Para estarem na política, as mulheres necessitam de segurança e independência e, por isso, essa lei é considerada um avanço no tema.

 Todas essas novidades são medidas necessárias para enfrentar a Violência Doméstica contra as Mulheres.

Nos 15 anos da Lei Maria da Penha, ainda que considerada pela Organização das Nações Unidas (ONU) como uma das três legislações mais avançadas no combate à violência doméstica, juntamente com Espanha e Chile, o Brasil ocupa alta posição no ranking dos países mais violentos do mundo para mulheres.
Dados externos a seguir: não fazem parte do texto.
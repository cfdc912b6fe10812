// Path: crates/mailer/src/queue.rs
//! Durable queue operations over `email_queue` (spec §4.7).

use ackify_types::domain::email::{EmailJob, NewEmailJob, ReminderLog};
use ackify_types::error::CoreError;
use async_trait::async_trait;
use chrono::{DateTime, Utc};
use sqlx::PgPool;

#[async_trait]
pub trait EmailQueue: Send + Sync {
    /// Inserts a row with `status=pending`. `scheduled_for` defaults to
    /// now() if not supplied (spec §4.7).
    async fn enqueue(&self, job: NewEmailJob) -> Result<EmailJob, CoreError>;

    /// Atomically claims up to `batch_size` pending, due rows and marks
    /// them `processing` (spec §4.7 step 1's `FOR UPDATE SKIP LOCKED`
    /// pattern — safe for multiple dispatcher processes to call
    /// concurrently).
    async fn claim_batch(&self, batch_size: i64) -> Result<Vec<EmailJob>, CoreError>;

    /// Marks `job_id` `sent` and stamps `processed_at`.
    async fn mark_sent(&self, job_id: i64) -> Result<(), CoreError>;

    /// Records a transient dispatch failure: increments `retry_count`,
    /// computes `next_retry_at = now() + (1 minute * 2^retry_count)`, and
    /// re-queues as `pending` — unless `retry_count` has now exceeded
    /// `max_retries`, in which case the job becomes `failed` (spec §4.7
    /// step 5, P10).
    async fn mark_retry_or_failed(&self, job_id: i64, error: &str) -> Result<bool, CoreError>;

    /// Marks `job_id` `failed` immediately, with no further retries (spec
    /// §4.7 step 6, permanent failures).
    async fn mark_failed_permanent(&self, job_id: i64, error: &str) -> Result<(), CoreError>;

    async fn write_reminder_log(&self, log: ReminderLogInput) -> Result<(), CoreError>;

    /// Current count of jobs in `pending` or `processing`, used for the
    /// queue-depth gauge.
    async fn pending_count(&self) -> Result<i64, CoreError>;

    /// Deletes `sent`/`failed`/`cancelled` rows older than `older_than`,
    /// run daily by the cleanup worker (spec §4.7 "Cleanup worker").
    async fn cleanup_terminal_older_than(&self, older_than: DateTime<Utc>) -> Result<u64, CoreError>;
}

/// Fields for [`EmailQueue::write_reminder_log`], deliberately distinct
/// from [`ReminderLog`] since `id` is storage-assigned.
pub struct ReminderLogInput {
    pub doc_id: String,
    pub recipient_email: String,
    pub sent_by: Option<String>,
    pub template_used: String,
    pub status: ackify_types::domain::email::ReminderStatus,
    pub error_message: Option<String>,
}

pub struct PgEmailQueue {
    pool: PgPool,
}

impl PgEmailQueue {
    pub fn new(pool: PgPool) -> Self {
        Self { pool }
    }
}

#[async_trait]
impl EmailQueue for PgEmailQueue {
    async fn enqueue(&self, job: NewEmailJob) -> Result<EmailJob, CoreError> {
        let scheduled_for = job.scheduled_for.unwrap_or_else(Utc::now);
        let inserted = sqlx::query_as::<_, EmailJob>(
            "INSERT INTO email_queue \
             (to_addrs, cc_addrs, bcc_addrs, subject, template, locale, data, headers, \
              status, priority, retry_count, max_retries, scheduled_for, reference_type, \
              reference_id, created_by) \
             VALUES ($1, $2, $3, $4, $5, $6, $7, $8, 'pending', $9, 0, $10, $11, $12, $13, $14) \
             RETURNING id, to_addrs, cc_addrs, bcc_addrs, subject, template, locale, data, \
                       headers, status, priority, retry_count, max_retries, created_at, \
                       scheduled_for, processed_at, next_retry_at, last_error, error_details, \
                       reference_type, reference_id, created_by",
        )
        .bind(&job.to_addrs)
        .bind(&job.cc_addrs)
        .bind(&job.bcc_addrs)
        .bind(&job.subject)
        .bind(&job.template)
        .bind(&job.locale)
        .bind(&job.data)
        .bind(&job.headers)
        .bind(job.priority)
        .bind(job.max_retries)
        .bind(scheduled_for)
        .bind(&job.reference_type)
        .bind(&job.reference_id)
        .bind(&job.created_by)
        .fetch_one(&self.pool)
        .await?;
        Ok(inserted)
    }

    async fn claim_batch(&self, batch_size: i64) -> Result<Vec<EmailJob>, CoreError> {
        let rows = sqlx::query_as::<_, EmailJob>(
            "UPDATE email_queue SET status = 'processing' \
             WHERE id IN ( \
               SELECT id FROM email_queue \
               WHERE status = 'pending' AND scheduled_for <= now() \
               ORDER BY priority DESC, scheduled_for ASC \
               LIMIT $1 \
               FOR UPDATE SKIP LOCKED \
             ) \
             RETURNING id, to_addrs, cc_addrs, bcc_addrs, subject, template, locale, data, \
                       headers, status, priority, retry_count, max_retries, created_at, \
                       scheduled_for, processed_at, next_retry_at, last_error, error_details, \
                       reference_type, reference_id, created_by",
        )
        .bind(batch_size)
        .fetch_all(&self.pool)
        .await?;
        Ok(rows)
    }

    async fn mark_sent(&self, job_id: i64) -> Result<(), CoreError> {
        sqlx::query("UPDATE email_queue SET status = 'sent', processed_at = now() WHERE id = $1")
            .bind(job_id)
            .execute(&self.pool)
            .await?;
        Ok(())
    }

    async fn mark_retry_or_failed(&self, job_id: i64, error: &str) -> Result<bool, CoreError> {
        let row = sqlx::query_as::<_, (i32, i32)>(
            "SELECT retry_count, max_retries FROM email_queue WHERE id = $1",
        )
        .bind(job_id)
        .fetch_optional(&self.pool)
        .await?;
        let Some((retry_count, max_retries)) = row else {
            return Ok(false);
        };

        let next_retry_count = retry_count + 1;
        if next_retry_count > max_retries {
            sqlx::query(
                "UPDATE email_queue SET status = 'failed', retry_count = $2, last_error = $3 \
                 WHERE id = $1",
            )
            .bind(job_id)
            .bind(next_retry_count)
            .bind(error)
            .execute(&self.pool)
            .await?;
            return Ok(false);
        }

        let backoff_minutes = 2i64.saturating_pow(next_retry_count as u32);
        sqlx::query(
            "UPDATE email_queue SET status = 'pending', retry_count = $2, \
             next_retry_at = now() + ($3 || ' minutes')::interval, \
             scheduled_for = now() + ($3 || ' minutes')::interval, last_error = $4 \
             WHERE id = $1",
        )
        .bind(job_id)
        .bind(next_retry_count)
        .bind(backoff_minutes.to_string())
        .bind(error)
        .execute(&self.pool)
        .await?;
        Ok(true)
    }

    async fn mark_failed_permanent(&self, job_id: i64, error: &str) -> Result<(), CoreError> {
        sqlx::query("UPDATE email_queue SET status = 'failed', last_error = $2 WHERE id = $1")
            .bind(job_id)
            .bind(error)
            .execute(&self.pool)
            .await?;
        Ok(())
    }

    async fn write_reminder_log(&self, log: ReminderLogInput) -> Result<(), CoreError> {
        let _: ReminderLog = sqlx::query_as(
            "INSERT INTO reminder_logs \
             (doc_id, recipient_email, sent_by, template_used, status, error_message) \
             VALUES ($1, $2, $3, $4, $5, $6) \
             RETURNING id, doc_id, recipient_email, sent_at, sent_by, template_used, status, \
                       error_message",
        )
        .bind(&log.doc_id)
        .bind(&log.recipient_email)
        .bind(&log.sent_by)
        .bind(&log.template_used)
        .bind(log.status)
        .bind(&log.error_message)
        .fetch_one(&self.pool)
        .await?;
        Ok(())
    }

    async fn pending_count(&self) -> Result<i64, CoreError> {
        let count: i64 = sqlx::query_scalar(
            "SELECT count(*) FROM email_queue WHERE status IN ('pending', 'processing')",
        )
        .fetch_one(&self.pool)
        .await?;
        Ok(count)
    }

    async fn cleanup_terminal_older_than(&self, older_than: DateTime<Utc>) -> Result<u64, CoreError> {
        let result = sqlx::query(
            "DELETE FROM email_queue \
             WHERE status IN ('sent', 'failed', 'cancelled') AND created_at < $1",
        )
        .bind(older_than)
        .execute(&self.pool)
        .await?;
        Ok(result.rows_affected())
    }
}

// `EmailStatus` is re-exported for downstream crates constructing
// `NewEmailJob`/filter predicates without reaching back into `ackify-types`.
pub use ackify_types::domain::email::EmailStatus as QueueStatus;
Segundo o Portal de Monitoramento da Política Judiciária de Enfrentamento à Violência Doméstica contra as Mulheres do Conselho Nacional de Justiça (CNJ) foram concedidas 386.390 medidas protetivas, somente no ano passado. Medidas protetivas são um conjunto de determinações impostas pelo Judiciário a um agressor para que se afasta da vítima (ou em risco de sofrer violência).

 

Ainda sobre a Lei Maria da Penha é necessário desmitificar alguns pontos

  1. A violência doméstica não distingue classe social, idade, grau de escolaridade.
  2. Mulher não gosta de apanhar nem merece apanhar. Toda violência deve ser repudiada. Muitas vezes permanecem no relacionamento por não terem condições financeiras de sustento próprio e dos filhos. Além do medo de retaliação pelo companheiro, após as denúncias, ou de perder a guarda dos filhos.
  3. A autoridade policial irá orientar, quando do atendimento à vítima, todas as ferramentas disponíveis, previstas na Lei.
  4. Em briga de marido e mulher, mete-se a colher sim. Essa atitude pode salvar vidas.
  5. “Um tapinha dói sim”. A agressão não é isolada, pontual. Ela ocorre repetidas vezes, de várias formas, afetando o psicológico da vítima.
  6. Ninguém tem direitos sobre o corpo de outra pessoa. Toda relação sexual deve ser consensual e previamente conversada para que a vontade e o desejo de ambos sejam satisfeitos até o limite de cada um.
  7. Não cabe somente à mulher manter o relacionamento. Aos dois cabe construir uma relação saudável, tranquila, equilibrada e equânime.
  8. Não é somente agressão física que é violência doméstica. Existem outras formas de violência: moral, psicológica, patrimonial e sexual.
  9. A violência doméstica acontece mesmo sem histórico de bebidas, drogas ou doenças mentais.
  10. A Lei Maria da Penha atende mulheres cis e trans também.
  11. Antes só do que mal acompanhada. Continuar como agressor traz riscos à mulher e aos filhos sendo que estes também poderão sofrer violência ou reproduzirem esses atos violentos dos agressores.
  12. Denuncie, ainda que anonimamente, qualquer ato de violência.

 


Leticia Helena Malzone - advogada militante em direito de família e sucessões desde 1999 e conciliadora das Varas da Família até 2010. Também atua em direito civil, imobiliário e internacional.